*TASK ITEM*. The entries below need to be transcribed verbatim.

*DATA TO PROCESS*.
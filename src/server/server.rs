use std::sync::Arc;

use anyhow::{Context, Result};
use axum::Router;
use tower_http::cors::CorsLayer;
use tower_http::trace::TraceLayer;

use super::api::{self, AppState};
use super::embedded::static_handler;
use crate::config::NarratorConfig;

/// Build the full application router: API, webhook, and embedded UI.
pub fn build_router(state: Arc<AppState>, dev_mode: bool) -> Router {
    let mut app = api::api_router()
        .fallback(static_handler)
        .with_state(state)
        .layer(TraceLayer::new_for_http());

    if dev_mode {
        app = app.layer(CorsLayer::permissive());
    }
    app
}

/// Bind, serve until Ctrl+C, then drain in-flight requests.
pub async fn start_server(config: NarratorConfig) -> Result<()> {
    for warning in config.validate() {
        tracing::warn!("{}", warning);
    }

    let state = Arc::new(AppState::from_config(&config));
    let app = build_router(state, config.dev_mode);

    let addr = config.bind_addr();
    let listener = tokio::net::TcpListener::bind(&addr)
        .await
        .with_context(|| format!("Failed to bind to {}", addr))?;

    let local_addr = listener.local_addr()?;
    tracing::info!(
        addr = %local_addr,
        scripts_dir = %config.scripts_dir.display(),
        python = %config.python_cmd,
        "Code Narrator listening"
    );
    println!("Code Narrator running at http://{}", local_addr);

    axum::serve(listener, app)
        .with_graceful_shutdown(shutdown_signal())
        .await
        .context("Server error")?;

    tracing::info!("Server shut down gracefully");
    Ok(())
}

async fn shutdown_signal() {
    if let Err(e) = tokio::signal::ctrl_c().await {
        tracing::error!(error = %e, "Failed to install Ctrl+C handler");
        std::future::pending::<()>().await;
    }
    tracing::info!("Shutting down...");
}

*TASK RESPONSE*.
filename src/server/server.rs
use std::sync::Arc;

use anyhow::{Context, Result};
use axum::Router;
use tower_http::cors::CorsLayer;
use tower_http::trace::TraceLayer;

use super::api::{self, AppState};
use super::embedded::static_handler;
use crate::config::NarratorConfig;

/// Build the full application router: API, webhook, and embedded UI.
pub fn build_router(state: Arc<AppState>, dev_mode: bool) -> Router {
    let mut app = api::api_router()
        .fallback(static_handler)
        .with_state(state)
        .layer(TraceLayer::new_for_http());

    if dev_mode {
        app = app.layer(CorsLayer::permissive());
    }
    app
}

/// Bind, serve until Ctrl+C, then drain in-flight requests.
pub async fn start_server(config: NarratorConfig) -> Result<()> {
    for warning in config.validate() {
        tracing::warn!("{}", warning);
    }

    let state = Arc::new(AppState::from_config(&config));
    let app = build_router(state, config.dev_mode);

    let addr = config.bind_addr();
    let listener = tokio::net::TcpListener::bind(&addr)
        .await
        .with_context(|| format!("Failed to bind to {}", addr))?;

    let local_addr = listener.local_addr()?;
    tracing::info!(
        addr = %local_addr,
        scripts_dir = %config.scripts_dir.display(),
        python = %config.python_cmd,
        "Code Narrator listening"
    );
    println!("Code Narrator running at http://{}", local_addr);

    axum::serve(listener, app)
        .with_graceful_shutdown(shutdown_signal())
        .await
        .context("Server error")?;

    tracing::info!("Server shut down gracefully");
    Ok(())
}

async fn shutdown_signal() {
    if let Err(e) = tokio::signal::ctrl_c().await {
        tracing::error!(error = %e, "Failed to install Ctrl+C handler");
        std::future::pending::<()>().await;
    }
    tracing::info!("Shutting down...");
}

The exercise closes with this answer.